Dataset excerpts:

--

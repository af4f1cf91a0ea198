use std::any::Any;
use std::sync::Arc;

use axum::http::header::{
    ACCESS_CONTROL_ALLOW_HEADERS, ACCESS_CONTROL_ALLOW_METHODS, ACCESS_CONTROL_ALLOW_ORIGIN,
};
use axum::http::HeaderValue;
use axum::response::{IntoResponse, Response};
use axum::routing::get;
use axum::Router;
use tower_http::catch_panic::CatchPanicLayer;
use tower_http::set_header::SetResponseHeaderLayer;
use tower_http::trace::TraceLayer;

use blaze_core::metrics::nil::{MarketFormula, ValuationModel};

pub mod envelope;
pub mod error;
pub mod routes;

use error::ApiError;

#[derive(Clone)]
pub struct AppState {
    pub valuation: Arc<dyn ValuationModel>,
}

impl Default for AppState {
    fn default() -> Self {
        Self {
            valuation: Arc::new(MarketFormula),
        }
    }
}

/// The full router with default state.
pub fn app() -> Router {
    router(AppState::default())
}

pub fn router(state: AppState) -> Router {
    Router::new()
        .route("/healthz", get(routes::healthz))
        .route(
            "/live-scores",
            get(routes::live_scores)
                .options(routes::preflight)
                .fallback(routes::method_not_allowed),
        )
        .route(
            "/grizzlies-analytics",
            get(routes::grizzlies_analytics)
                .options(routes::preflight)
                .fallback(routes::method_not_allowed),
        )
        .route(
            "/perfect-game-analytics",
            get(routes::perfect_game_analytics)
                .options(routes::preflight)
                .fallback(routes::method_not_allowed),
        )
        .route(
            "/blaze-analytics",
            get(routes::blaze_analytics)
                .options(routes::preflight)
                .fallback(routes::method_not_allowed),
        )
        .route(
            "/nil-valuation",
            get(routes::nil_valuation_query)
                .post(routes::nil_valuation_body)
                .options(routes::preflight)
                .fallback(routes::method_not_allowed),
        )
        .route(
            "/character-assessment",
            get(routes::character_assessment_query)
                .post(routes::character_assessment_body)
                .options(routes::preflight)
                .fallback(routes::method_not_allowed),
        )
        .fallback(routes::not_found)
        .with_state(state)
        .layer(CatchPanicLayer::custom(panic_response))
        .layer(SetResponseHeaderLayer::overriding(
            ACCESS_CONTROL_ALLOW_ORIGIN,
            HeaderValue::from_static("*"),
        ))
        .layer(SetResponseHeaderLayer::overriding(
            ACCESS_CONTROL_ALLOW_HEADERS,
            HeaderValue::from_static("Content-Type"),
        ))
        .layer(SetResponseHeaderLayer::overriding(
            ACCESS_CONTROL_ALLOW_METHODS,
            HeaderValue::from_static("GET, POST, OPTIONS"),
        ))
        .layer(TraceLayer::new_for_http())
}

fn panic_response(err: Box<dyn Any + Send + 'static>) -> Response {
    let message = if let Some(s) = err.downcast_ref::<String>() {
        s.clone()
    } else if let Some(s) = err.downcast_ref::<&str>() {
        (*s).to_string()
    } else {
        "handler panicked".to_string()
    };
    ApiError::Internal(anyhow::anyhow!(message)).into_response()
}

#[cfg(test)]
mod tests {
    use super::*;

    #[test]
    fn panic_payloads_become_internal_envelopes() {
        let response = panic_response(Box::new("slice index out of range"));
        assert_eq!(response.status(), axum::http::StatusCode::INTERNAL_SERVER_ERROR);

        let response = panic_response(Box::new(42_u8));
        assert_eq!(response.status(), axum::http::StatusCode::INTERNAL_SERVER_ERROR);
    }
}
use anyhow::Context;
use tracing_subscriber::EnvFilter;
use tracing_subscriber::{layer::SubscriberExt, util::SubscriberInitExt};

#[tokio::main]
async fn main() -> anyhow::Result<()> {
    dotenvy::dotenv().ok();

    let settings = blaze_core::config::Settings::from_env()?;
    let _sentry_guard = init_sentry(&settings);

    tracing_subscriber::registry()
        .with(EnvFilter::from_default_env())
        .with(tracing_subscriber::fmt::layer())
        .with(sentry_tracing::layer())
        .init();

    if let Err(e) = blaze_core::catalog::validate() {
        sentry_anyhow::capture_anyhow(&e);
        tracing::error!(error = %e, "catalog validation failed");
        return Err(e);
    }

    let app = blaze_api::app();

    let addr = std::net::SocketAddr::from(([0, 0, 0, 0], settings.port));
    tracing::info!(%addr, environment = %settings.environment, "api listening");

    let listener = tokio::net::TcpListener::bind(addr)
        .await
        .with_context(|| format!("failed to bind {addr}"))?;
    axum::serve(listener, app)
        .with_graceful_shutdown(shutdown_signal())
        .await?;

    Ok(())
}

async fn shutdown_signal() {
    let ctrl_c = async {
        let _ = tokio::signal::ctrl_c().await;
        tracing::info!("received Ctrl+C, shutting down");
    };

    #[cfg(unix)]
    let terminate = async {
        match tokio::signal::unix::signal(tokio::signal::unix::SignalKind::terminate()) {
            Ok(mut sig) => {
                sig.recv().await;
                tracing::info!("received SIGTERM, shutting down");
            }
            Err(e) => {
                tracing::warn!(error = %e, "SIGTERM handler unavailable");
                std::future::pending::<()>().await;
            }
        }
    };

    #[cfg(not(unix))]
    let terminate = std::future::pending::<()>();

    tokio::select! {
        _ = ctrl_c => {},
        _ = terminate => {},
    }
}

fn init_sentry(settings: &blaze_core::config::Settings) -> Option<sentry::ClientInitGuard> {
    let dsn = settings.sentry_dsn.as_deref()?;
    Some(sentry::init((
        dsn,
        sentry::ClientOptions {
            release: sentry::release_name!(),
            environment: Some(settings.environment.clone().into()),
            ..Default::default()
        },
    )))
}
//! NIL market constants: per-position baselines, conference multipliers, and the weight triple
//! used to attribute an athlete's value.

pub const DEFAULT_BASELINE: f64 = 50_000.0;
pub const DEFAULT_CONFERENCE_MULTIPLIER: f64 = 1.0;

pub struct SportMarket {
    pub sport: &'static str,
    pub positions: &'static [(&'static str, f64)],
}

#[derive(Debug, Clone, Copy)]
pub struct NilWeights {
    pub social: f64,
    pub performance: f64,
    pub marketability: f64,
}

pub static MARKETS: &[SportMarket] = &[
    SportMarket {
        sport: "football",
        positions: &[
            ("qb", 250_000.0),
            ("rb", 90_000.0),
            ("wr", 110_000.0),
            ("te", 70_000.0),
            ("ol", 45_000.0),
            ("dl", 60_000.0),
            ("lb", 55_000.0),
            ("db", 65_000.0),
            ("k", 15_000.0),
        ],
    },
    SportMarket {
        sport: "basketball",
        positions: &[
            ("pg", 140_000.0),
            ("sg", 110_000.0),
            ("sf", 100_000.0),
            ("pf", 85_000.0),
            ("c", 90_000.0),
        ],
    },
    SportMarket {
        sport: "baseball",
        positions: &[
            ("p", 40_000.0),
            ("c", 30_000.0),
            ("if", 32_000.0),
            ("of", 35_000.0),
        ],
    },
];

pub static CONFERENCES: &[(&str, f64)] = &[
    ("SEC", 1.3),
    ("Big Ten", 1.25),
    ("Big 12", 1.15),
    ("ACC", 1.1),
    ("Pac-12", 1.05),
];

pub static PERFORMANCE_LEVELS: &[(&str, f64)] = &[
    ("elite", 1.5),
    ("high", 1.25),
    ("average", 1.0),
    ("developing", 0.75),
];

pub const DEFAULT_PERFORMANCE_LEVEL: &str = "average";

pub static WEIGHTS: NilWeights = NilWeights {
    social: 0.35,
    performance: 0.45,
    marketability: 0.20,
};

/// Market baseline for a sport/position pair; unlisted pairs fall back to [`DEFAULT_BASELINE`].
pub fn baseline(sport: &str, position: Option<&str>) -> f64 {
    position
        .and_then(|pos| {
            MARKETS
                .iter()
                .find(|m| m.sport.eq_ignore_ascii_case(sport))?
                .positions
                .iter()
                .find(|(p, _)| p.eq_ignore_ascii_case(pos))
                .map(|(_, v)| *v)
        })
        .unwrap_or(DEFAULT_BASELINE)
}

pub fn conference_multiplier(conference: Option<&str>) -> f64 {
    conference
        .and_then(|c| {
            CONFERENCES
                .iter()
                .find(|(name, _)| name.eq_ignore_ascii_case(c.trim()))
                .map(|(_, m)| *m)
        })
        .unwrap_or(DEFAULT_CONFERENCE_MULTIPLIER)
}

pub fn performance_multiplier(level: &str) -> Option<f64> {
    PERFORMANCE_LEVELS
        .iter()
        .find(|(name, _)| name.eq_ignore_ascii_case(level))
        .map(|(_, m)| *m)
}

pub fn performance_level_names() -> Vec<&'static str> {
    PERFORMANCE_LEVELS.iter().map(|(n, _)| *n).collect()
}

--

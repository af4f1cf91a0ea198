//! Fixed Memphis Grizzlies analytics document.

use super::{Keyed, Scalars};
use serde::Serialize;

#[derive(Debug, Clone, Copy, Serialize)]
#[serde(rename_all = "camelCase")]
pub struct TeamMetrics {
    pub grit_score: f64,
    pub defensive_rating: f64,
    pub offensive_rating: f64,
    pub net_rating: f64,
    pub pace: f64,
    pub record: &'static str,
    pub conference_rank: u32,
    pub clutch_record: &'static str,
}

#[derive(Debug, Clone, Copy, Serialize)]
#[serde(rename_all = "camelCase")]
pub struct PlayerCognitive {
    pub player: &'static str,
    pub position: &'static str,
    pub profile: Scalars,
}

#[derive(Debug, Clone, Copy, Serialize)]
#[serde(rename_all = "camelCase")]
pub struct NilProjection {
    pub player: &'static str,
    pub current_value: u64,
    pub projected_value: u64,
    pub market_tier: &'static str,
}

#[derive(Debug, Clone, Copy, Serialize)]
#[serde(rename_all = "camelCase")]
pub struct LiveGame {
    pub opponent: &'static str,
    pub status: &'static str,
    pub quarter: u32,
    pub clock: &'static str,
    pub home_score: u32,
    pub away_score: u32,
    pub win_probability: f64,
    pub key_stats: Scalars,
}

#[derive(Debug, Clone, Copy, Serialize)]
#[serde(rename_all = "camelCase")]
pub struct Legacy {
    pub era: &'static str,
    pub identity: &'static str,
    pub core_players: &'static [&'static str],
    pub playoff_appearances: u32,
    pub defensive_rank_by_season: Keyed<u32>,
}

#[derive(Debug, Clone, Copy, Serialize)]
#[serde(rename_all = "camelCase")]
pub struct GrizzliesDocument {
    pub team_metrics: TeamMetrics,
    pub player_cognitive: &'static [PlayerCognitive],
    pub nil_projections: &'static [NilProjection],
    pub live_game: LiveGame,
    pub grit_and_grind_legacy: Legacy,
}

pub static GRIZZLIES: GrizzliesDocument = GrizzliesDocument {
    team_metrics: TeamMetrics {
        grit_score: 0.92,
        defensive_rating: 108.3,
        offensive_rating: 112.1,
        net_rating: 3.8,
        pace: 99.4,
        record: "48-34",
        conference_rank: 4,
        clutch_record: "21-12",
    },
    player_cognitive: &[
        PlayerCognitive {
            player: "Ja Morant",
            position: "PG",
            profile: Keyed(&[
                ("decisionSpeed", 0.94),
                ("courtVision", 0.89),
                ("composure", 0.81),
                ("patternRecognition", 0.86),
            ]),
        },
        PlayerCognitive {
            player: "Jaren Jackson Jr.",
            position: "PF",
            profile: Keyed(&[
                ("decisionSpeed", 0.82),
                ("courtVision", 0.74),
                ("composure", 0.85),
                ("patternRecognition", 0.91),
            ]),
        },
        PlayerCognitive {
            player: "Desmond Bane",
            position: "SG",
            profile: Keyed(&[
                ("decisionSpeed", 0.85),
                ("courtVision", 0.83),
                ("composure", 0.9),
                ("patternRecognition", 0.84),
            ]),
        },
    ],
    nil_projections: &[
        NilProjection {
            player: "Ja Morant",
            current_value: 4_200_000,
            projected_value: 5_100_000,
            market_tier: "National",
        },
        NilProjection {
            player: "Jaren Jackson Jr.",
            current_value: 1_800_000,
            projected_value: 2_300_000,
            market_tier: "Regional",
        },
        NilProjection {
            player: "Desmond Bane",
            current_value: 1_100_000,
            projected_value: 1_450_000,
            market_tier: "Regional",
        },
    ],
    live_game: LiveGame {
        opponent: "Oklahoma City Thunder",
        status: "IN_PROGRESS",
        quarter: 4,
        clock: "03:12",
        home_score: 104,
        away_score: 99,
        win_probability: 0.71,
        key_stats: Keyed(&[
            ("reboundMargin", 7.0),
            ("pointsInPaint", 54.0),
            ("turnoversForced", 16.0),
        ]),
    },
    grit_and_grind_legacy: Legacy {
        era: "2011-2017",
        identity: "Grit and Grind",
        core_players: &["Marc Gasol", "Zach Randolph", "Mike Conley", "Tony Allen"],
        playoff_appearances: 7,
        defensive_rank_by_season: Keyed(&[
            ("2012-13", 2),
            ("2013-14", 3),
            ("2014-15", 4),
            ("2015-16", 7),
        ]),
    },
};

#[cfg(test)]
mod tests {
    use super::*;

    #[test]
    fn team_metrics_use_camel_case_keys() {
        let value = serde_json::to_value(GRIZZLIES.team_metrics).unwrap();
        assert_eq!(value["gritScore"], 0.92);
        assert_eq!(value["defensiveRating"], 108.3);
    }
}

--

Task statement: In the entries above, some lines may contain the string "GrizzliesDocument"; report how many, without additional comment.

Result for this exercise: 2